# Problem details
Filter the entries below, keeping only lines with the word "between".

(Stored records)
Start of Block
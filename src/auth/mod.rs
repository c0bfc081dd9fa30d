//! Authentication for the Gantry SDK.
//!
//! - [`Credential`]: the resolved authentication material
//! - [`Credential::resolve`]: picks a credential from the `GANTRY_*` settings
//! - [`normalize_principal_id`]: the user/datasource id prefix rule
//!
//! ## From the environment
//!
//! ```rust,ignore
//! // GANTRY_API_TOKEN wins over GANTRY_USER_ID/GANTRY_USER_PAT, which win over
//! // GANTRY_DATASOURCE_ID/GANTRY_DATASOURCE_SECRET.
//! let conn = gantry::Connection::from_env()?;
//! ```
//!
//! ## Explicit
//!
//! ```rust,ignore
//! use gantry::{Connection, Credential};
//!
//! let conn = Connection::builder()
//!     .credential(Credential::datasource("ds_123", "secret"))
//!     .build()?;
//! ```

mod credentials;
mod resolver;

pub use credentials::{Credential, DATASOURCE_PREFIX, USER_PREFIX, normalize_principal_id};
End of Block
Start of Block
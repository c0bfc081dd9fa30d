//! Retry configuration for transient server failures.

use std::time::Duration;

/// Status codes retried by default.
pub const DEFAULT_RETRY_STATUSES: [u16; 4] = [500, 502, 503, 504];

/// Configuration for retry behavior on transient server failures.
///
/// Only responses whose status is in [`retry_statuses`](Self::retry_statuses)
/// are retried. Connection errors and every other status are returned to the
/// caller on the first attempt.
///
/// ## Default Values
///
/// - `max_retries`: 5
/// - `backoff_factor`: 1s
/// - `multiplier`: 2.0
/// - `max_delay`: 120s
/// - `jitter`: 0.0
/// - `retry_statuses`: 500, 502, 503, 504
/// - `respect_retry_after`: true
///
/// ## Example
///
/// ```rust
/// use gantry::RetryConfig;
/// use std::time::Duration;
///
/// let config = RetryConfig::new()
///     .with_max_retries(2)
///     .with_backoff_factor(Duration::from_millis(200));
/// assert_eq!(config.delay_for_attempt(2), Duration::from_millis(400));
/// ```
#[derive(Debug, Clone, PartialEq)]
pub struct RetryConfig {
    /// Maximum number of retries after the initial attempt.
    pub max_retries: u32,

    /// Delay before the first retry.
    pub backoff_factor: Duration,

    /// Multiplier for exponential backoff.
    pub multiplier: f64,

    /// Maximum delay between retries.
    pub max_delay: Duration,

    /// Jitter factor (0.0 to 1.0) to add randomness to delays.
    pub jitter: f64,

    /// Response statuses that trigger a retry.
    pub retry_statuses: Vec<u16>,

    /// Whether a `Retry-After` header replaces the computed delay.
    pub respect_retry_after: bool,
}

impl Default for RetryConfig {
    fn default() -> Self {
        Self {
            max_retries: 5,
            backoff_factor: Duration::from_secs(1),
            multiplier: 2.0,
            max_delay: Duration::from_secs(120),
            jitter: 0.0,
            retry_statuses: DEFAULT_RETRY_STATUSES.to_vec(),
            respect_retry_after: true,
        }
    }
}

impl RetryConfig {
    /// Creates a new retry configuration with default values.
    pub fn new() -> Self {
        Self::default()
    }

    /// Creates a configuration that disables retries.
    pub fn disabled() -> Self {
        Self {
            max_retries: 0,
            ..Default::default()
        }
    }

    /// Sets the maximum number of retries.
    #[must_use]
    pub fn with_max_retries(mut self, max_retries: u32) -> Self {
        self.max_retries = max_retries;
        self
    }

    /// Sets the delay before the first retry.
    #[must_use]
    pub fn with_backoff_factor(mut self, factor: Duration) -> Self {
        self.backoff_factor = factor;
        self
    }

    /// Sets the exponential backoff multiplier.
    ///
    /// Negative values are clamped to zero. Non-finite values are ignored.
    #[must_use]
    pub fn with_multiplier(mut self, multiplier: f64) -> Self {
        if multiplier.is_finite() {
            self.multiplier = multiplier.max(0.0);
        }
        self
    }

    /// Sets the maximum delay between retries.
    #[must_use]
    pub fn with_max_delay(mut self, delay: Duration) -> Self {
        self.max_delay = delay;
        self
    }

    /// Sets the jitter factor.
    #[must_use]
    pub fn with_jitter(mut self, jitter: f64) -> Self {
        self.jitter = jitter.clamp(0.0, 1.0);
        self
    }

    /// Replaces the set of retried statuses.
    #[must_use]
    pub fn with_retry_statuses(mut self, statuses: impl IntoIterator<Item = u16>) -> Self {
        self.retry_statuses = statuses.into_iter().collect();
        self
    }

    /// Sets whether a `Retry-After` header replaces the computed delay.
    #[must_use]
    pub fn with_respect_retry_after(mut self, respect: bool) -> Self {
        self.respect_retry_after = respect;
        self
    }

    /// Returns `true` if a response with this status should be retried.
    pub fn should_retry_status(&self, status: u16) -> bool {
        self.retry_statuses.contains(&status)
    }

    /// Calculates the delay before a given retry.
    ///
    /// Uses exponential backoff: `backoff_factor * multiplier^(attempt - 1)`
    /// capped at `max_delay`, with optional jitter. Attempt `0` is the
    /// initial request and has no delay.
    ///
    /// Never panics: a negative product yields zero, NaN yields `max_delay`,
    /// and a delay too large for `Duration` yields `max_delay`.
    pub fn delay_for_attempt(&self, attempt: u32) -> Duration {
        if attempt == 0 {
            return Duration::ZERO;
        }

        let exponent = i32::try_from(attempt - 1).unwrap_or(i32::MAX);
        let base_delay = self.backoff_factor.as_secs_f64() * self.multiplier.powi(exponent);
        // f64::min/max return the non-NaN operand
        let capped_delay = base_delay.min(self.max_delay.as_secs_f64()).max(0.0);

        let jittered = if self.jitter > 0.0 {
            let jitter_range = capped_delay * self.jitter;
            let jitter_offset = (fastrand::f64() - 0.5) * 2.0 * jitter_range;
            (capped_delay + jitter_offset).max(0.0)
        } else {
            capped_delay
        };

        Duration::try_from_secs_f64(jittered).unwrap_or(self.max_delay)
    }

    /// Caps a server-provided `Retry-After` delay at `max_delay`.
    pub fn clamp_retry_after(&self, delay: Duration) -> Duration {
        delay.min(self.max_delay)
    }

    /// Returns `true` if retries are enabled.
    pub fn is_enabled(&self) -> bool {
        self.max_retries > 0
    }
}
End of Block
Start of Block
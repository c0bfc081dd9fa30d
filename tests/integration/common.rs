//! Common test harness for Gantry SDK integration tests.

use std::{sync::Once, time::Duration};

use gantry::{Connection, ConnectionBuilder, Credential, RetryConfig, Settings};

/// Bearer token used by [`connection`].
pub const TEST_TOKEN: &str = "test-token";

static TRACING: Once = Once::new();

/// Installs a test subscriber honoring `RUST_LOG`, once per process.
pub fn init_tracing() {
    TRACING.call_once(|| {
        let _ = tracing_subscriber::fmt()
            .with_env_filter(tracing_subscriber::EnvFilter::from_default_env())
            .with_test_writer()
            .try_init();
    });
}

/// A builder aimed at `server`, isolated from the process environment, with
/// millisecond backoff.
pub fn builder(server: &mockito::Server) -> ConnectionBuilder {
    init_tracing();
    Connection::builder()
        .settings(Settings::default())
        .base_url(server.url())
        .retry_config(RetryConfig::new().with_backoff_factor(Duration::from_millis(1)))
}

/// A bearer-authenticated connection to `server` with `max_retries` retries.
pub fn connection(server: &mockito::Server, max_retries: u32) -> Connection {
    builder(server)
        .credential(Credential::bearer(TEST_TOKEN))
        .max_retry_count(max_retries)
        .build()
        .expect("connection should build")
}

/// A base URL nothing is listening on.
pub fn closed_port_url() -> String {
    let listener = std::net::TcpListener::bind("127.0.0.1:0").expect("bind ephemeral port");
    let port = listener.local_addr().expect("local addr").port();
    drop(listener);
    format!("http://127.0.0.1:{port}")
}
End of Block
# Answer to the exercise
    /// Maximum delay between retries.
    /// Sets the maximum delay between retries.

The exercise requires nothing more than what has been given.